A young man and woman visited the farm.
Florry couldn't make out everything they said to the farmer, but she heard snatches.
``... interested only in ... with the triplets ... yes, new business ... cheese ... special....'' That is what she heard the young man and woman say.
Then she saw the couple hand the farmer some pieces of paper.
And a day later - a day she would never forget - Florry and her three thirsty youngsters moved house. Or rather - with the friendly assistance of a sheep dog - they moved field.

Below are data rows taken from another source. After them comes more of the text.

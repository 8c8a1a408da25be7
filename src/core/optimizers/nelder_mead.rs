//! argmin Nelder–Mead 기반 기본 제약 최소화기
//!
//! 제약은 극단적 장벽(extreme barrier)으로 처리한다. 가능 영역 밖의 점은
//! 목적 함수를 평가하지 않고 큰 상수 비용을 돌려주므로, 가능한 초기점에서
//! 출발하면 최적 꼭짓점은 항상 가능 영역 안에 머문다.

use argmin::core::{CostFunction, Executor, State, TerminationReason, TerminationStatus};
use argmin::solver::neldermead::NelderMead;
use log::debug;
use nalgebra::DVector;

use super::config::SolverSettings;
use super::minimizer::{ConstrainedMinimizer, MinimizerOutcome, Objective};
use crate::core::error::{RademacherError, Result};
use crate::core::model::Constraint;

/// 가능 영역 밖 점에 부여하는 기본 비용
pub const DEFAULT_INFEASIBLE_COST: f64 = 1e10;

/// Nelder–Mead 단체법 최소화기
#[derive(Debug, Clone, Copy, PartialEq)]
pub struct NelderMeadMinimizer {
    /// 0이 아닌 좌표의 초기 단체 상대 보폭
    pub relative_step: f64,
    /// 0인 좌표의 초기 단체 절대 보폭
    pub zero_step: f64,
    /// 가능 영역 밖 점의 비용
    pub infeasible_cost: f64,
}

impl Default for NelderMeadMinimizer {
    fn default() -> Self {
        Self {
            relative_step: 0.05,
            zero_step: 0.00025,
            infeasible_cost: DEFAULT_INFEASIBLE_COST,
        }
    }
}

impl NelderMeadMinimizer {
    pub fn new() -> Self {
        Self::default()
    }

    pub fn with_relative_step(mut self, step: f64) -> Self {
        self.relative_step = step;
        self
    }

    pub fn with_zero_step(mut self, step: f64) -> Self {
        self.zero_step = step;
        self
    }

    /// 초기점과 좌표축 방향으로 한 칸씩 옮긴 점들로 이루어진 n+1개 꼭짓점
    pub fn initial_simplex(&self, initial_guess: &DVector<f64>) -> Vec<Vec<f64>> {
        let origin: Vec<f64> = initial_guess.iter().copied().collect();
        let mut vertices = Vec::with_capacity(origin.len() + 1);
        vertices.push(origin.clone());
        for i in 0..origin.len() {
            let mut vertex = origin.clone();
            vertex[i] = if vertex[i] != 0.0 {
                vertex[i] * (1.0 + self.relative_step)
            } else {
                self.zero_step
            };
            vertices.push(vertex);
        }
        vertices
    }
}

/// argmin에 넘기는 장벽 문제
struct BarrierProblem<'a> {
    objective: &'a dyn Objective,
    constraint: &'a Constraint,
    infeasible_cost: f64,
}

impl CostFunction for BarrierProblem<'_> {
    type Param = Vec<f64>;
    type Output = f64;

    fn cost(&self, param: &Self::Param) -> std::result::Result<Self::Output, argmin::core::Error> {
        let theta = DVector::from_column_slice(param);
        let violation = self.constraint.violation(&theta);
        if violation > 0.0 {
            return Ok(self.infeasible_cost * (1.0 + violation.min(1e6)));
        }

        let value = self.objective.evaluate(&theta)?;
        if !value.is_finite() {
            return Err(RademacherError::NonFiniteObjective(value).into());
        }
        Ok(value)
    }
}

impl ConstrainedMinimizer for NelderMeadMinimizer {
    fn minimize(
        &self,
        objective: &dyn Objective,
        initial_guess: &DVector<f64>,
        constraint: &Constraint,
        settings: &SolverSettings,
    ) -> Result<MinimizerOutcome> {
        settings.validate()?;
        if initial_guess.is_empty() {
            return Err(RademacherError::config("initial guess must be non-empty"));
        }

        let problem = BarrierProblem {
            objective,
            constraint,
            infeasible_cost: self.infeasible_cost,
        };
        let solver = NelderMead::new(self.initial_simplex(initial_guess))
            .with_sd_tolerance(settings.tolerance)
            .map_err(|e| RademacherError::Solver(e.to_string()))?;

        let result = Executor::new(problem, solver)
            .configure(|state| state.max_iters(settings.max_iterations))
            .run()
            .map_err(|e| match e.downcast_ref::<RademacherError>() {
                Some(inner) => inner.clone(),
                None => RademacherError::Solver(e.to_string()),
            })?;

        let state = result.state();
        let iterations = state.get_iter();
        let converged = matches!(
            state.get_termination_status(),
            TerminationStatus::Terminated(TerminationReason::SolverConverged)
        );
        let solution = state
            .get_best_param()
            .map(|p| DVector::from_column_slice(p))
            .unwrap_or_else(|| initial_guess.clone());

        // 가능한 꼭짓점의 비용은 장벽을 거치지 않은 목적 함수 값 그대로다
        let feasible = constraint.is_satisfied(&solution);
        let value = state.get_best_cost();

        debug!(
            "Nelder-Mead 종료: status={:?}, iterations={}, value={:.6e}, feasible={}",
            state.get_termination_status(),
            iterations,
            value,
            feasible
        );

        Ok(MinimizerOutcome {
            solution,
            value,
            success: converged && feasible,
            iterations,
        })
    }
}
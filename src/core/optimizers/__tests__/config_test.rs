use crate::core::error::RademacherError;
use crate::core::optimizers::{SolverSettings, DEFAULT_MAX_ITERATIONS, DEFAULT_TOLERANCE};

#[test]
fn 최적화기_설정_기본값_테스트() {
    let settings = SolverSettings::default();

    assert_eq!(settings.tolerance, 1e-5, "허용 오차 기본값");
    assert_eq!(settings.max_iterations, 1000, "반복 상한 기본값");
    assert_eq!(settings.tolerance, DEFAULT_TOLERANCE);
    assert_eq!(settings.max_iterations, DEFAULT_MAX_ITERATIONS);
    assert!(settings.validate().is_ok());
}

#[test]
fn 최적화기_설정_빌더_테스트() {
    let settings = SolverSettings::new()
        .with_max_iterations(50)
        .with_tolerance(1e-8);

    assert_eq!(settings.max_iterations, 50);
    assert_eq!(settings.tolerance, 1e-8);
}

#[test]
fn 잘못된_최적화기_설정_거부_테스트() {
    let zero = SolverSettings::new().with_max_iterations(0);
    assert!(matches!(zero.validate(), Err(RademacherError::InvalidConfig(_))));

    for tolerance in [0.0, -1e-5, f64::NAN, f64::INFINITY] {
        let settings = SolverSettings::new().with_tolerance(tolerance);
        assert!(settings.validate().is_err(), "허용 오차 {tolerance} 거부");
    }
}
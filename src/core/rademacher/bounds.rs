use crate::core::error::{RademacherError, Result};

/// 라데마허 복잡도 기반 일반화 격차 상한
///
/// 손실이 `[0, loss_range]`에 있을 때 확률 1-δ 이상으로
/// `L(h) - L̂(h) ≤ 2·R̂ + 3·B·sqrt(ln(2/δ) / 2n)`.
pub fn generalization_gap_bound(
    complexity: f64,
    sample_size: usize,
    delta: f64,
    loss_range: f64,
) -> Result<f64> {
    if sample_size == 0 {
        return Err(RademacherError::EmptySample);
    }
    if !(delta > 0.0 && delta < 1.0) {
        return Err(RademacherError::config(format!(
            "confidence parameter delta must lie in (0, 1) (got {delta})"
        )));
    }
    if !(loss_range.is_finite() && loss_range > 0.0) {
        return Err(RademacherError::config(format!(
            "loss range must be positive and finite (got {loss_range})"
        )));
    }
    if !complexity.is_finite() {
        return Err(RademacherError::config("complexity estimate must be finite"));
    }

    let confidence = (2.0 / delta).ln() / (2.0 * sample_size as f64);
    Ok(2.0 * complexity + 3.0 * loss_range * confidence.sqrt())
}
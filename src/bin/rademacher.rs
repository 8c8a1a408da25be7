use anyhow::{bail, Context, Result};
use clap::{value_parser, Arg, ArgAction, Command};
use empirical_rademacher::{
    generalization_gap_bound, EstimatorConfig, HypothesisClass, NelderMeadMinimizer,
    PenalizedLinearModel, RademacherEstimator, TrainingSample,
};
use rand::rngs::StdRng;
use rand::{Rng, SeedableRng};

/// y = θ*·x + 잡음 형태의 합성 회귀 표본
fn synthetic_sample(n: usize, dimension: usize, noise: f64, seed: u64) -> Result<TrainingSample> {
    let mut rng = StdRng::seed_from_u64(seed);
    let truth: Vec<f64> = (0..dimension).map(|_| rng.gen_range(-0.5..0.5)).collect();

    let mut rows = Vec::with_capacity(n);
    let mut labels = Vec::with_capacity(n);
    for _ in 0..n {
        let x: Vec<f64> = (0..dimension).map(|_| rng.gen_range(-1.0..1.0)).collect();
        let y = x.iter().zip(&truth).map(|(a, b)| a * b).sum::<f64>()
            + noise * rng.gen_range(-1.0..1.0);
        rows.push(x);
        labels.push(y);
    }
    Ok(TrainingSample::from_rows(&rows, &labels)?)
}

/// 가능 영역 전체에서의 제곱 손실 상한
///
/// 횔더 부등식 |θ·x| ≤ ‖θ‖_q‖x‖_p (1/p + 1/q = 1)로 예측값 크기를 제한한다.
fn squared_loss_range(model: &PenalizedLinearModel) -> f64 {
    let q = model.norm_degree();
    let dual_norm = |x: &[f64]| -> f64 {
        if q == 1 {
            x.iter().fold(0.0f64, |m, v| m.max(v.abs()))
        } else {
            let p = q as f64 / (q as f64 - 1.0);
            x.iter().map(|v| v.abs().powf(p)).sum::<f64>().powf(1.0 / p)
        }
    };
    model
        .training_data()
        .iter()
        .map(|point| {
            let reach = point.label.abs() + model.max_norm() * dual_norm(point.features.as_slice());
            reach * reach
        })
        .fold(f64::MIN_POSITIVE, f64::max)
}

fn main() -> Result<()> {
    env_logger::init();

    let matches = Command::new("rademacher")
        .version("0.1.0")
        .about("ℓ_q 노름 제한 선형 모델의 경험적 라데마허 복잡도 추정")
        .arg(
            Arg::new("samples")
                .long("samples")
                .short('n')
                .value_name("N")
                .help("학습 표본 크기")
                .value_parser(value_parser!(usize))
                .default_value("50"),
        )
        .arg(
            Arg::new("dimension")
                .long("dimension")
                .short('d')
                .value_name("D")
                .help("특징 차원")
                .value_parser(value_parser!(usize))
                .default_value("3"),
        )
        .arg(
            Arg::new("trials")
                .long("trials")
                .short('k')
                .value_name("K")
                .help("몬테카를로 시행 횟수")
                .value_parser(value_parser!(usize))
                .default_value("100"),
        )
        .arg(
            Arg::new("max-norm")
                .long("max-norm")
                .value_name("B")
                .help("파라미터 노름 상한")
                .value_parser(value_parser!(f64))
                .default_value("1.0"),
        )
        .arg(
            Arg::new("q")
                .long("q")
                .value_name("Q")
                .help("노름 차수")
                .value_parser(value_parser!(u32))
                .default_value("2"),
        )
        .arg(
            Arg::new("max-iter")
                .long("max-iter")
                .value_name("ITER")
                .help("시행당 반복 상한")
                .value_parser(value_parser!(u64))
                .default_value("1000"),
        )
        .arg(
            Arg::new("noise")
                .long("noise")
                .value_name("SIGMA")
                .help("라벨 잡음 크기")
                .value_parser(value_parser!(f64))
                .default_value("0.1"),
        )
        .arg(
            Arg::new("delta")
                .long("delta")
                .value_name("DELTA")
                .help("일반화 상한의 신뢰 수준 파라미터")
                .value_parser(value_parser!(f64))
                .default_value("0.05"),
        )
        .arg(
            Arg::new("seed")
                .long("seed")
                .value_name("SEED")
                .help("난수 시드")
                .value_parser(value_parser!(u64))
                .default_value("42"),
        )
        .arg(
            Arg::new("parallel")
                .long("parallel")
                .help("시행을 병렬로 실행")
                .action(ArgAction::SetTrue),
        )
        .arg(
            Arg::new("json")
                .long("json")
                .help("결과를 JSON으로 출력")
                .action(ArgAction::SetTrue),
        )
        .get_matches();

    let n = *matches.get_one::<usize>("samples").context("missing --samples")?;
    let dimension = *matches.get_one::<usize>("dimension").context("missing --dimension")?;
    let trials = *matches.get_one::<usize>("trials").context("missing --trials")?;
    let max_norm = *matches.get_one::<f64>("max-norm").context("missing --max-norm")?;
    let q = *matches.get_one::<u32>("q").context("missing --q")?;
    let max_iter = *matches.get_one::<u64>("max-iter").context("missing --max-iter")?;
    let noise = *matches.get_one::<f64>("noise").context("missing --noise")?;
    let delta = *matches.get_one::<f64>("delta").context("missing --delta")?;
    let seed = *matches.get_one::<u64>("seed").context("missing --seed")?;
    let parallel = matches.get_flag("parallel");
    let json = matches.get_flag("json");

    if n == 0 || dimension == 0 {
        bail!("samples and dimension must be positive");
    }

    let sample = synthetic_sample(n, dimension, noise, seed)?;
    let model = PenalizedLinearModel::new(sample, max_norm, q)?;
    let minimizer = NelderMeadMinimizer::default();

    let training = model.train(&minimizer, &model.zero_parameter(), max_iter)?;
    if !training.converged {
        eprintln!("경고: 학습이 {}회 반복 후에도 수렴하지 않았습니다", training.iterations);
    }

    let config = EstimatorConfig::new(trials)
        .with_max_iterations(max_iter)
        .with_seed(seed)
        .with_parallel(parallel)
        .with_progress(!json);
    let report = RademacherEstimator::new(minimizer, config).run(&model, &training.parameter)?;

    let loss_range = squared_loss_range(&model);
    let bound = generalization_gap_bound(report.value, n, delta, loss_range)?;

    if json {
        let output = serde_json::json!({
            "training": training,
            "estimate": report,
            "generalization_gap_bound": bound,
        });
        println!("{}", serde_json::to_string_pretty(&output)?);
        return Ok(());
    }

    println!("\n=== 경험적 라데마허 복잡도 ===");
    println!("   - 표본: n={}, 차원={}, ‖θ‖_{} ≤ {}", n, dimension, q, max_norm);
    println!(
        "   - 학습: 위험={:.6}, 수렴={}, 반복={}",
        training.risk, training.converged, training.iterations
    );
    println!("   - R̂ = {:.6} ± {:.6}", report.value, report.standard_error);
    println!(
        "   - 시행: 수렴 {}/{} (미수렴 {}, 시간초과 {})",
        report.converged, report.trials, report.not_converged, report.timed_out
    );
    println!("   - 일반화 격차 상한 (δ={}): {:.6}", delta, bound);

    Ok(())
}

As they went (it was not far but it was rather hurried), Florry had just enough time to call excitedly to Ben. ``Ben, Ben, I think I'm going to a new farm. I'll write.''
* * *
It seemed a very long time before Ben received a letter from Florry. Written carefully on a sheet of green paper, it said:
From Florence Sheep
Little Nibbles Barn
Merryweather Sheep Cheese Farm
Cow Close Meadow
My dearest Ben,
At last I have found a charcoal stick to write to you with. I hope you are well and your eggs exceedingly brown. I am now the happiest sheep alive. Know why? Because every morning and evening, I join in with all the other sheep here (who look just like me, by the way) and walk in a line along the path, through the gate, across the bridge, and into the barn. One hour later out we come, licking our lips, frolicking, tail-swishing, and looking very, very pleased with ourselves. And there are big shining containers in the barn full of our lovely rich milk, all ready for turning into the best cheese in the world!
Yours, with mooving affection and clucky memories,
P. S. Don't worry. I'm still sheep-shaped. Come and visit and I'll tell you mooch more. Who wants to be a big black-and-white bovine brute anyway? Sheep are more refined than cows.
P. P. S. Hens are pretty good, too, by the way, although I never wanted to be one. Whoever heard of a hen being milked? Happy egg-laying, old friend!